PROBLEM STATEMENT: The lines to copy are those in the listing below that contain the word "outer".

DATA RECORDS:
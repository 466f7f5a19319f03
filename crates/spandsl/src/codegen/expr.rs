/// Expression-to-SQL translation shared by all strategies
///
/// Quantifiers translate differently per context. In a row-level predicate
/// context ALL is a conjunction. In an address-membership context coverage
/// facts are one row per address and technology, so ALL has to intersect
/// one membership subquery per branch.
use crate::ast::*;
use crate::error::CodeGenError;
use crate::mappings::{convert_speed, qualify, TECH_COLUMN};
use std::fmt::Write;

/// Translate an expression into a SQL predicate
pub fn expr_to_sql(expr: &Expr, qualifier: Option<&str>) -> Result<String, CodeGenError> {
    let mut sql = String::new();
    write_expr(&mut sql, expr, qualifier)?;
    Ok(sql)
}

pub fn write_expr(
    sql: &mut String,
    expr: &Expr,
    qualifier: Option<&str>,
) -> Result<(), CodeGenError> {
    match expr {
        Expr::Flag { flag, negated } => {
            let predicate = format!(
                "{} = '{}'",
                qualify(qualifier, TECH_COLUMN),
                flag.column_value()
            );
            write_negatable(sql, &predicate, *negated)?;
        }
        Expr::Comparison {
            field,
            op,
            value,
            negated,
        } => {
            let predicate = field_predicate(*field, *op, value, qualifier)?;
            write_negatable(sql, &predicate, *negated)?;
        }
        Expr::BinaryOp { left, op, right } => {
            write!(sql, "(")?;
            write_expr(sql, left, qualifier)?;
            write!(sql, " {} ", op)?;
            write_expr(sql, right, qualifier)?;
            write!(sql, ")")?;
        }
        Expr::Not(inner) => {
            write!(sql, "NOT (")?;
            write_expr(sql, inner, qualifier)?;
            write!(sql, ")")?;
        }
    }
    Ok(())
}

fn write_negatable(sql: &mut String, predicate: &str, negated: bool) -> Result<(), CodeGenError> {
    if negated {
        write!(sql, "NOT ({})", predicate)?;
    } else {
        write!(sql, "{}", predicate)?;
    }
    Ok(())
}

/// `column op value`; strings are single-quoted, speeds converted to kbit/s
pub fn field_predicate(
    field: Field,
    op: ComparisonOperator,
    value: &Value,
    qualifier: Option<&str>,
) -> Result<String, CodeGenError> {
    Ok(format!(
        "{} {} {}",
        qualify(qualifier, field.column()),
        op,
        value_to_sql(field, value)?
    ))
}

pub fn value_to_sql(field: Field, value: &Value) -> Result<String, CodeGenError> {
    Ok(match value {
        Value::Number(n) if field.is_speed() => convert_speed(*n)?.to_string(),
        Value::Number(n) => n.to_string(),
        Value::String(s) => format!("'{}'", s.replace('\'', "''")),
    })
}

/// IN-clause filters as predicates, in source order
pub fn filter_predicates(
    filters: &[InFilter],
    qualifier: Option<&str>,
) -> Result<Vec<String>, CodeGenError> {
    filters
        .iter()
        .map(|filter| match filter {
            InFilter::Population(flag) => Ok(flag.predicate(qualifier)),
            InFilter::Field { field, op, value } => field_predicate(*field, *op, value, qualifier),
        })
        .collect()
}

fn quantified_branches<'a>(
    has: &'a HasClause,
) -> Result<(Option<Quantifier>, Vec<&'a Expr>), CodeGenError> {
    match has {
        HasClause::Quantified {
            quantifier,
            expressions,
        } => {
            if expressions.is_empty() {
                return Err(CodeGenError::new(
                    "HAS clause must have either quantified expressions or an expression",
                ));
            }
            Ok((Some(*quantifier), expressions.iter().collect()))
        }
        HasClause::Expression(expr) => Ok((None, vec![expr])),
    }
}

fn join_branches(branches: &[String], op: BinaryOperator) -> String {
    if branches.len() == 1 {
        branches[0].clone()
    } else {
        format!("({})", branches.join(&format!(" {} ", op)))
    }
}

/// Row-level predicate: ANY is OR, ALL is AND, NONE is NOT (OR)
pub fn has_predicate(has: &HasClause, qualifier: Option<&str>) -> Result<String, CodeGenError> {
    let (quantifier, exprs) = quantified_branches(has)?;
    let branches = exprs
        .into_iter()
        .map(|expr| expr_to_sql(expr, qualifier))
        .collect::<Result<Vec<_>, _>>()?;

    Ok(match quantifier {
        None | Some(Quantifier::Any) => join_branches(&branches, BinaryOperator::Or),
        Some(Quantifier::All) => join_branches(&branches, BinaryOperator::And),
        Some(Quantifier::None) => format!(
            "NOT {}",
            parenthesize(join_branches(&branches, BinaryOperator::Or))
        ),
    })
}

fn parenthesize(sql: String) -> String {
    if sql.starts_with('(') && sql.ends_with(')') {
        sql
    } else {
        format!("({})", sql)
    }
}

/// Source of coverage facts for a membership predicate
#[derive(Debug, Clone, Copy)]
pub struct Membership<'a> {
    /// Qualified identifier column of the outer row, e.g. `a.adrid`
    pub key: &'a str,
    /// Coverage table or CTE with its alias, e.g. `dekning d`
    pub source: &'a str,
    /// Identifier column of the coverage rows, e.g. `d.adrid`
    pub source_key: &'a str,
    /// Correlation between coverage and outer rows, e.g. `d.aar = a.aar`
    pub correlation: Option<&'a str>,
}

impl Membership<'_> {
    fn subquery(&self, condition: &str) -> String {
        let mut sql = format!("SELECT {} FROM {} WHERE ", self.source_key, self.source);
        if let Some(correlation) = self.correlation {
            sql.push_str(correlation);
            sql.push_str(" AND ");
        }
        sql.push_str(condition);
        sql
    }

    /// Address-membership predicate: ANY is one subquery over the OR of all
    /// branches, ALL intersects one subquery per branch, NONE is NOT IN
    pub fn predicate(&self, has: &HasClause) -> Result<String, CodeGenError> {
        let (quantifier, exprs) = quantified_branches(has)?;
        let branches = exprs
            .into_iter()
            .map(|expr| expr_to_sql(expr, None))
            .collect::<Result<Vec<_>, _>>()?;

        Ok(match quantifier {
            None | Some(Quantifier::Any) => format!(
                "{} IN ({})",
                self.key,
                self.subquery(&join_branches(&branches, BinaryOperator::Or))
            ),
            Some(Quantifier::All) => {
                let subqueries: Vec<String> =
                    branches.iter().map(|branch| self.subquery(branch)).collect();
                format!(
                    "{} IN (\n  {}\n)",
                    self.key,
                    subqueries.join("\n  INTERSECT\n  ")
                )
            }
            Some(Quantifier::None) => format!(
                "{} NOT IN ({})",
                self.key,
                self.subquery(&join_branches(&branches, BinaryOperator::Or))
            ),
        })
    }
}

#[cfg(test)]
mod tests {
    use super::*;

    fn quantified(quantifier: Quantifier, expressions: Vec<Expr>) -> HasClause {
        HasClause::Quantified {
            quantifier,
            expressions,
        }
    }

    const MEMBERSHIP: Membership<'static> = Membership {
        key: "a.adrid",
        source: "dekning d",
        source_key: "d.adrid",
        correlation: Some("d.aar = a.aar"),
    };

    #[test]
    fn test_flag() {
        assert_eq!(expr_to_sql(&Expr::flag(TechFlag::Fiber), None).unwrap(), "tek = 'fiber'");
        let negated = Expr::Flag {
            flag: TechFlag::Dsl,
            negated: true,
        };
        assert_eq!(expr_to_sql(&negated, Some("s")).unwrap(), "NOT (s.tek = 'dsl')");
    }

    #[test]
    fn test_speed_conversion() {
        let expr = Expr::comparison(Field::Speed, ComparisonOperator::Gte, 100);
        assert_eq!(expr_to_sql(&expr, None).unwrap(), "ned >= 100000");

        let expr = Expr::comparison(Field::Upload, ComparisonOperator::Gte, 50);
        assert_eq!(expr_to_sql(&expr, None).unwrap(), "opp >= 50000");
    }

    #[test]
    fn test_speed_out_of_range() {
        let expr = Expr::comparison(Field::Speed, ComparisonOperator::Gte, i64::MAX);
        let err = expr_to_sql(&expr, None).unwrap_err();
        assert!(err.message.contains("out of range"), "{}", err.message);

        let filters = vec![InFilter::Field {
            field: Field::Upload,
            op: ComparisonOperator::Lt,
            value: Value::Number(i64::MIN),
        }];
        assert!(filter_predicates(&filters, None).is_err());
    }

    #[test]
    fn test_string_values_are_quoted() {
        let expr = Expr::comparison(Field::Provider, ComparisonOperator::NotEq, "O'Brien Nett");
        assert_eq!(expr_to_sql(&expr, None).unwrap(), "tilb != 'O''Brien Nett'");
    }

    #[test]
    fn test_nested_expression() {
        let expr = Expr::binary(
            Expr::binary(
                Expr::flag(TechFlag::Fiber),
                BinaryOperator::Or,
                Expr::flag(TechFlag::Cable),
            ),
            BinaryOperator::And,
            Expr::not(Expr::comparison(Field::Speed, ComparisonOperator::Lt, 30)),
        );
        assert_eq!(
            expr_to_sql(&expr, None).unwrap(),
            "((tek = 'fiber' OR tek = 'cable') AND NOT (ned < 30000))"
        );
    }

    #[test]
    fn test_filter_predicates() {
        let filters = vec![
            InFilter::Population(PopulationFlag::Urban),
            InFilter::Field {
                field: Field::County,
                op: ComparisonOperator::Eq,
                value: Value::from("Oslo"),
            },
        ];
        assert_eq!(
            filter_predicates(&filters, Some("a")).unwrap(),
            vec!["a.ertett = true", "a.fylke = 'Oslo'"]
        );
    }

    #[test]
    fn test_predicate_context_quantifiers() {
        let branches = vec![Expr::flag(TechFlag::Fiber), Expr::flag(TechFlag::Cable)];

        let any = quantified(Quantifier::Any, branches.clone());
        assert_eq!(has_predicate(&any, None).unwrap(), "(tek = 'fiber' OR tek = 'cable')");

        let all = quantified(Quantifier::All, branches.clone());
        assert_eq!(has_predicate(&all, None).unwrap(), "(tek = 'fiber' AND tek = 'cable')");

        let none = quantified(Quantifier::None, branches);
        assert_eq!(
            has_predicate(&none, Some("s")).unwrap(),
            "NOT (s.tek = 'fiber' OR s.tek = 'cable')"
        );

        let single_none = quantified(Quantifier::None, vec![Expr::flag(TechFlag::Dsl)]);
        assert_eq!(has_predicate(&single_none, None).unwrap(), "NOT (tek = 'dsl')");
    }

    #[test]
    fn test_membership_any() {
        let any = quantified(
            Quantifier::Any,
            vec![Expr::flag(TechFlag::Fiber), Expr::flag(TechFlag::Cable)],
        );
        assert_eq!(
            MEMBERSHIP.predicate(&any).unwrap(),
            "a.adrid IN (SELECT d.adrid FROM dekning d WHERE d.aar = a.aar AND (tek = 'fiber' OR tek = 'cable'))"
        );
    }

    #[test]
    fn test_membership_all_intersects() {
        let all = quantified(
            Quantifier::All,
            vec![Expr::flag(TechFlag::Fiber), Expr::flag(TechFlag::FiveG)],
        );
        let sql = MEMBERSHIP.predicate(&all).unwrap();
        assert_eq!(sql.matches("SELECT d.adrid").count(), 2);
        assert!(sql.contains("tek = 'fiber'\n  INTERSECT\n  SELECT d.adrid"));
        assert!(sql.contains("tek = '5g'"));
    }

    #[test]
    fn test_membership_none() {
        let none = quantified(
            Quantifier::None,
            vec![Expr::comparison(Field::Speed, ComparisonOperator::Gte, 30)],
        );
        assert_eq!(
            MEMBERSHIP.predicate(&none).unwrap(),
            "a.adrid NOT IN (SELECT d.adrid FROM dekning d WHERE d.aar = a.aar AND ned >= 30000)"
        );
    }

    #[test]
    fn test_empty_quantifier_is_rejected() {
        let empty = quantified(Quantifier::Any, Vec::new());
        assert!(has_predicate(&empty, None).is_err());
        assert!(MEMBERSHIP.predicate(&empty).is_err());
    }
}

OUTPUT BELOW:
    /// Qualified identifier column of the outer row, e.g. `a.adrid`
    /// Correlation between coverage and outer rows, e.g. `d.aar = a.aar`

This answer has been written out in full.